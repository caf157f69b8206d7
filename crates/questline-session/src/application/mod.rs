//! Application layer for the Session context.

pub mod command_handlers;
pub mod expiry;
pub mod locks;
pub mod query_handlers;
pub mod services;
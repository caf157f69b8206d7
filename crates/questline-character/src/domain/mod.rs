//! Domain model for the Character context.

pub mod inventory;
pub mod stats;
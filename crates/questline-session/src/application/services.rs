//! Engine configuration and the dependencies shared by every handler.

use std::sync::Arc;
use std::time::Duration;

use questline_core::clock::Clock;
use questline_narrative::domain::context_window::WindowPolicy;
use questline_narrative::domain::generator::NarrativeGenerator;

use super::locks::SessionLocks;
use crate::domain::repository::SessionStore;

/// Default lifetime of a session, measured from creation.
pub const DEFAULT_SESSION_TTL: Duration = Duration::from_secs(24 * 60 * 60);

/// Default pause between expiry sweeps.
pub const DEFAULT_SWEEP_INTERVAL: Duration = Duration::from_secs(10 * 60);

/// Default upper bound on a single generator call.
pub const DEFAULT_GENERATION_TIMEOUT: Duration = Duration::from_secs(90);

/// Tunables for the session engine.
#[derive(Debug, Clone, Copy, PartialEq, Eq)]
pub struct EngineConfig {
    /// Context window and pacing policy.
    pub window: WindowPolicy,
    /// How long a session lives after creation.
    pub session_ttl: Duration,
    /// How often the expiry sweeper runs.
    pub sweep_interval: Duration,
    /// Timeout applied to each generator call.
    pub generation_timeout: Duration,
}

impl Default for EngineConfig {
    fn default() -> Self {
        Self {
            window: WindowPolicy::default(),
            session_ttl: DEFAULT_SESSION_TTL,
            sweep_interval: DEFAULT_SWEEP_INTERVAL,
            generation_timeout: DEFAULT_GENERATION_TIMEOUT,
        }
    }
}

impl EngineConfig {
    /// Turn budget used for pacing and the ending window.
    #[must_use]
    pub fn turn_budget(&self) -> u32 {
        self.window.turn_budget
    }

    /// Session TTL as a calendar duration.
    #[must_use]
    pub fn session_ttl_delta(&self) -> chrono::Duration {
        chrono::Duration::from_std(self.session_ttl).unwrap_or(chrono::Duration::MAX)
    }
}

/// Everything a session handler needs. Cheap to clone.
#[derive(Clone)]
pub struct SessionServices {
    /// Time source.
    pub clock: Arc<dyn Clock>,
    /// Session storage.
    pub store: Arc<dyn SessionStore>,
    /// Narrative generator.
    pub generator: Arc<dyn NarrativeGenerator>,
    /// Per-session transition locks.
    pub locks: Arc<SessionLocks>,
    /// Engine tunables.
    pub config: EngineConfig,
}

impl SessionServices {
    /// Bundles the engine dependencies with a fresh lock registry.
    #[must_use]
    pub fn new(
        clock: Arc<dyn Clock>,
        store: Arc<dyn SessionStore>,
        generator: Arc<dyn NarrativeGenerator>,
        config: EngineConfig,
    ) -> Self {
        Self {
            clock,
            store,
            generator,
            locks: Arc::new(SessionLocks::default()),
            config,
        }
    }
}

impl std::fmt::Debug for SessionServices {
    fn fmt(&self, f: &mut std::fmt::Formatter<'_>) -> std::fmt::Result {
        f.debug_struct("SessionServices")
            .field("config", &self.config)
            .field("locks", &self.locks)
            .finish_non_exhaustive()
    }
}
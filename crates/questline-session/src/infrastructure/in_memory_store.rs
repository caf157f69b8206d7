//! In-process implementation of the `SessionStore` trait.

use std::collections::HashMap;

use async_trait::async_trait;
use questline_core::error::DomainError;
use tokio::sync::RwLock;
use uuid::Uuid;

use crate::domain::aggregates::Session;
use crate::domain::repository::{SessionAge, SessionStore};

/// Memory-backed session store. Contents are lost on restart.
#[derive(Debug, Default)]
pub struct InMemorySessionStore {
    sessions: RwLock<HashMap<Uuid, Session>>,
}

impl InMemorySessionStore {
    /// Creates an empty store.
    #[must_use]
    pub fn new() -> Self {
        Self::default()
    }

    /// Number of stored sessions.
    pub async fn len(&self) -> usize {
        self.sessions.read().await.len()
    }

    /// Returns `true` when no sessions are stored.
    pub async fn is_empty(&self) -> bool {
        self.sessions.read().await.is_empty()
    }
}

#[async_trait]
impl SessionStore for InMemorySessionStore {
    async fn get(&self, session_id: Uuid) -> Result<Option<Session>, DomainError> {
        Ok(self.sessions.read().await.get(&session_id).cloned())
    }

    async fn put(&self, session: Session) -> Result<(), DomainError> {
        self.sessions.write().await.insert(session.id, session);
        Ok(())
    }

    async fn delete(&self, session_id: Uuid) -> Result<bool, DomainError> {
        Ok(self.sessions.write().await.remove(&session_id).is_some())
    }

    async fn list_ages(&self) -> Result<Vec<SessionAge>, DomainError> {
        Ok(self
            .sessions
            .read()
            .await
            .values()
            .map(|session| SessionAge {
                session_id: session.id,
                created_at: session.created_at,
            })
            .collect())
    }
}

#[cfg(test)]
mod tests {
    use questline_narrative::domain::themes::Theme;
    use questline_test_support::fixed_now;

    use super::*;

    fn session() -> Session {
        Session::new(Uuid::new_v4(), Theme::SciFiSpace, "Vex", fixed_now())
    }

    #[tokio::test]
    async fn test_put_then_get_returns_copy() {
        let store = InMemorySessionStore::new();
        let session = session();

        store.put(session.clone()).await.unwrap();

        assert_eq!(store.get(session.id).await.unwrap(), Some(session));
    }

    #[tokio::test]
    async fn test_put_replaces_existing_session() {
        let store = InMemorySessionStore::new();
        let mut session = session();
        store.put(session.clone()).await.unwrap();

        session.turn_count = 7;
        store.put(session.clone()).await.unwrap();

        assert_eq!(store.len().await, 1);
        assert_eq!(store.get(session.id).await.unwrap().unwrap().turn_count, 7);
    }

    #[tokio::test]
    async fn test_delete_reports_whether_session_existed() {
        let store = InMemorySessionStore::new();
        let session = session();
        store.put(session.clone()).await.unwrap();

        assert!(store.delete(session.id).await.unwrap());
        assert!(!store.delete(session.id).await.unwrap());
        assert!(store.get(session.id).await.unwrap().is_none());
    }

    #[tokio::test]
    async fn test_list_ages_reports_creation_times() {
        let store = InMemorySessionStore::new();
        let session = session();
        store.put(session.clone()).await.unwrap();

        let ages = store.list_ages().await.unwrap();

        assert_eq!(
            ages,
            vec![SessionAge {
                session_id: session.id,
                created_at: fixed_now(),
            }]
        );
    }
}
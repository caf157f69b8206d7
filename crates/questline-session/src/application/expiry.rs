//! Background removal of expired sessions.

use std::time::Duration;

use questline_core::error::DomainError;
use tokio::task::JoinHandle;
use tokio::time::MissedTickBehavior;
use tokio_util::sync::CancellationToken;
use tracing::{debug, error, info, warn};

use super::services::SessionServices;

/// Deletes every session older than the configured TTL.
///
/// Sessions with a transition in flight are skipped and picked up by a
/// later sweep. Returns how many sessions were removed.
///
/// # Errors
///
/// Returns `DomainError::Infrastructure` if the store cannot be listed or a
/// delete fails.
pub async fn sweep_expired_sessions(services: &SessionServices) -> Result<usize, DomainError> {
    let now = services.clock.now();
    let ttl = services.config.session_ttl_delta();
    let mut removed = 0;

    for age in services.store.list_ages().await? {
        if now - age.created_at <= ttl {
            continue;
        }
        let Some(guard) = services.locks.try_acquire(age.session_id) else {
            debug!(session_id = %age.session_id, "session busy; skipping expiry");
            continue;
        };
        if services.store.delete(age.session_id).await? {
            removed += 1;
        }
        drop(guard);
        services.locks.forget(age.session_id);
    }

    Ok(removed)
}

/// Periodic expiry task.
#[derive(Debug)]
pub struct ExpirySweeper;

impl ExpirySweeper {
    /// Starts sweeping every `services.config.sweep_interval`.
    ///
    /// The first sweep runs immediately.
    #[must_use]
    pub fn spawn(services: SessionServices) -> SweeperHandle {
        let cancel = CancellationToken::new();
        let interval = services.config.sweep_interval.max(Duration::from_millis(1));
        let token = cancel.clone();

        let task = tokio::spawn(async move {
            let mut ticker = tokio::time::interval(interval);
            ticker.set_missed_tick_behavior(MissedTickBehavior::Delay);
            loop {
                tokio::select! {
                    biased;
                    () = token.cancelled() => break,
                    _ = ticker.tick() => {
                        match sweep_expired_sessions(&services).await {
                            Ok(0) => {}
                            Ok(removed) => info!(removed, "expired sessions removed"),
                            Err(err) => error!(error = %err, "session expiry sweep failed"),
                        }
                    }
                }
            }
            debug!("expiry sweeper stopped");
        });

        SweeperHandle { cancel, task }
    }
}

/// Owner of a running [`ExpirySweeper`].
#[derive(Debug)]
pub struct SweeperHandle {
    cancel: CancellationToken,
    task: JoinHandle<()>,
}

impl SweeperHandle {
    /// Stops the sweeper and waits for it to finish.
    pub async fn shutdown(self) {
        self.cancel.cancel();
        if let Err(err) = self.task.await {
            warn!(error = %err, "expiry sweeper task failed");
        }
    }
}
//! Story history entries.

use chrono::{DateTime, Utc};
use serde::{Deserialize, Serialize};

/// One narration + choices exchange, paired with the player's answer once
/// it arrives.
#[derive(Debug, Clone, PartialEq, Eq, Serialize, Deserialize)]
#[serde(rename_all = "camelCase")]
pub struct StoryTurn {
    /// Narrative text for this turn.
    pub narration: String,
    /// Choices offered to the player.
    pub choices: Vec<String>,
    /// The player's response; `None` while the turn is pending.
    pub player_action: Option<String>,
    /// When the turn was generated.
    pub timestamp: DateTime<Utc>,
}

impl StoryTurn {
    /// Creates a pending turn.
    #[must_use]
    pub fn pending(narration: String, choices: Vec<String>, timestamp: DateTime<Utc>) -> Self {
        Self {
            narration,
            choices,
            player_action: None,
            timestamp,
        }
    }

    /// Returns `true` while the player has not answered this turn.
    #[must_use]
    pub fn is_pending(&self) -> bool {
        self.player_action.is_none()
    }
}
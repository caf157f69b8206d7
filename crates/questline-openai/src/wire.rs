//! Request and response bodies for the Responses API.

use questline_narrative::domain::generator::{ContextRole, GenerationContext, GenerationRequest};
use serde::{Deserialize, Serialize};

pub(crate) const TEMPERATURE: f64 = 0.8;
pub(crate) const MAX_OUTPUT_TOKENS: u32 = 1000;

/// Error code returned when `previous_response_id` is unknown or expired.
pub(crate) const PREVIOUS_RESPONSE_NOT_FOUND: &str = "previous_response_not_found";

#[derive(Debug, Serialize)]
pub(crate) struct ResponsesRequest<'a> {
    pub model: &'a str,
    pub instructions: &'a str,
    pub input: Vec<InputMessage<'a>>,
    #[serde(skip_serializing_if = "Option::is_none")]
    pub previous_response_id: Option<&'a str>,
    pub store: bool,
    pub temperature: f64,
    pub max_output_tokens: u32,
    pub text: TextOptions,
}

#[derive(Debug, Serialize)]
pub(crate) struct InputMessage<'a> {
    pub role: &'static str,
    pub content: &'a str,
}

#[derive(Debug, Serialize)]
pub(crate) struct TextOptions {
    pub format: TextFormat,
}

#[derive(Debug, Serialize)]
pub(crate) struct TextFormat {
    #[serde(rename = "type")]
    pub kind: &'static str,
}

fn role_name(role: ContextRole) -> &'static str {
    match role {
        ContextRole::Narrator => "assistant",
        ContextRole::Player => "user",
        ContextRole::Summary => "developer",
    }
}

impl<'a> ResponsesRequest<'a> {
    /// Maps an engine request onto the wire, in continuation or transcript
    /// form. The turn prompt is always the last input message.
    pub(crate) fn from_generation(
        model: &'a str,
        request: &'a GenerationRequest,
        store: bool,
    ) -> Self {
        let (previous_response_id, mut input) = match &request.context {
            GenerationContext::Continuation { token } => (Some(token.as_str()), Vec::new()),
            GenerationContext::Transcript { turns } => (
                None,
                turns
                    .iter()
                    .map(|turn| InputMessage {
                        role: role_name(turn.role),
                        content: &turn.content,
                    })
                    .collect(),
            ),
        };
        input.push(InputMessage {
            role: "user",
            content: &request.prompt,
        });

        Self {
            model,
            instructions: &request.instructions,
            input,
            previous_response_id,
            store,
            temperature: TEMPERATURE,
            max_output_tokens: MAX_OUTPUT_TOKENS,
            text: TextOptions {
                format: TextFormat {
                    kind: "json_object",
                },
            },
        }
    }
}

#[derive(Debug, Deserialize)]
pub(crate) struct ResponsesResponse {
    pub id: String,
    #[serde(default)]
    pub output: Vec<OutputItem>,
}

#[derive(Debug, Deserialize)]
pub(crate) struct OutputItem {
    #[serde(rename = "type")]
    pub kind: String,
    #[serde(default)]
    pub content: Vec<OutputContent>,
}

#[derive(Debug, Deserialize)]
pub(crate) struct OutputContent {
    #[serde(rename = "type")]
    pub kind: String,
    #[serde(default)]
    pub text: String,
}

impl ResponsesResponse {
    /// Concatenated `output_text` parts of every message item.
    pub(crate) fn output_text(&self) -> String {
        self.output
            .iter()
            .filter(|item| item.kind == "message")
            .flat_map(|item| &item.content)
            .filter(|part| part.kind == "output_text")
            .map(|part| part.text.as_str())
            .collect()
    }
}

/// Extracts `(message, code)` from an error body, falling back to the raw
/// text when it is not JSON.
pub(crate) fn parse_api_error(body: &str, status: u16) -> (String, Option<String>) {
    match serde_json::from_str::<serde_json::Value>(body) {
        Ok(json) => {
            let error = &json["error"];
            let message = error["message"]
                .as_str()
                .unwrap_or("Unknown error")
                .to_string();
            let code = error["code"]
                .as_str()
                .or_else(|| error["type"].as_str())
                .map(String::from);
            (message, code)
        }
        Err(_) => (format!("HTTP {status}: {body}"), None),
    }
}

#[cfg(test)]
mod tests {
    use questline_narrative::domain::generator::ContextTurn;
    use questline_narrative::domain::themes::Theme;

    use super::*;

    fn request(context: GenerationContext) -> GenerationRequest {
        GenerationRequest {
            theme: Theme::Cyberpunk,
            instructions: "You are the narrator.".into(),
            context,
            prompt: "Player action: Hack the door".into(),
            player_action: Some("Hack the door".into()),
        }
    }

    #[test]
    fn test_transcript_request_replays_turns_before_prompt() {
        let req = request(GenerationContext::Transcript {
            turns: vec![
                ContextTurn {
                    role: ContextRole::Summary,
                    content: "Earlier in the adventure: ran.".into(),
                },
                ContextTurn {
                    role: ContextRole::Narrator,
                    content: r#"{"narration":"Rain.","choices":["Go"]}"#.into(),
                },
                ContextTurn {
                    role: ContextRole::Player,
                    content: "Player chose: Go".into(),
                },
            ],
        });

        let body = serde_json::to_value(ResponsesRequest::from_generation("gpt", &req, false)).unwrap();

        let roles: Vec<&str> = body["input"]
            .as_array()
            .unwrap()
            .iter()
            .map(|m| m["role"].as_str().unwrap())
            .collect();
        assert_eq!(roles, vec!["developer", "assistant", "user", "user"]);
        assert_eq!(body["input"][3]["content"], "Player action: Hack the door");
        assert!(body.get("previous_response_id").is_none());
        assert_eq!(body["store"], false);
        assert_eq!(body["max_output_tokens"], 1000);
        assert_eq!(body["text"]["format"]["type"], "json_object");
    }

    #[test]
    fn test_continuation_request_sends_only_prompt() {
        let req = request(GenerationContext::Continuation {
            token: "resp_abc".into(),
        });

        let body = serde_json::to_value(ResponsesRequest::from_generation("gpt", &req, true)).unwrap();

        assert_eq!(body["previous_response_id"], "resp_abc");
        assert_eq!(body["input"].as_array().unwrap().len(), 1);
        assert_eq!(body["store"], true);
    }

    #[test]
    fn test_output_text_joins_message_parts() {
        let raw = r#"{
            "id": "resp_1",
            "output": [
                {"type": "reasoning", "content": []},
                {"type": "message", "content": [
                    {"type": "output_text", "text": "{\"narration\":"},
                    {"type": "output_text", "text": "\"x\"}"}
                ]}
            ]
        }"#;

        let response: ResponsesResponse = serde_json::from_str(raw).unwrap();

        assert_eq!(response.output_text(), r#"{"narration":"x"}"#);
    }

    #[test]
    fn test_parse_api_error_prefers_code() {
        let body = r#"{"error":{"type":"invalid_request_error","code":"previous_response_not_found","message":"Previous response not found."}}"#;

        let (message, code) = parse_api_error(body, 404);

        assert_eq!(message, "Previous response not found.");
        assert_eq!(code.as_deref(), Some(PREVIOUS_RESPONSE_NOT_FOUND));
    }

    #[test]
    fn test_parse_api_error_non_json() {
        let (message, code) = parse_api_error("Bad Gateway", 502);

        assert!(message.contains("502"));
        assert!(code.is_none());
    }
}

## Your instructions:
State how many lines in the records above contain the word "with", giving only the number.

## Exercise solution:
3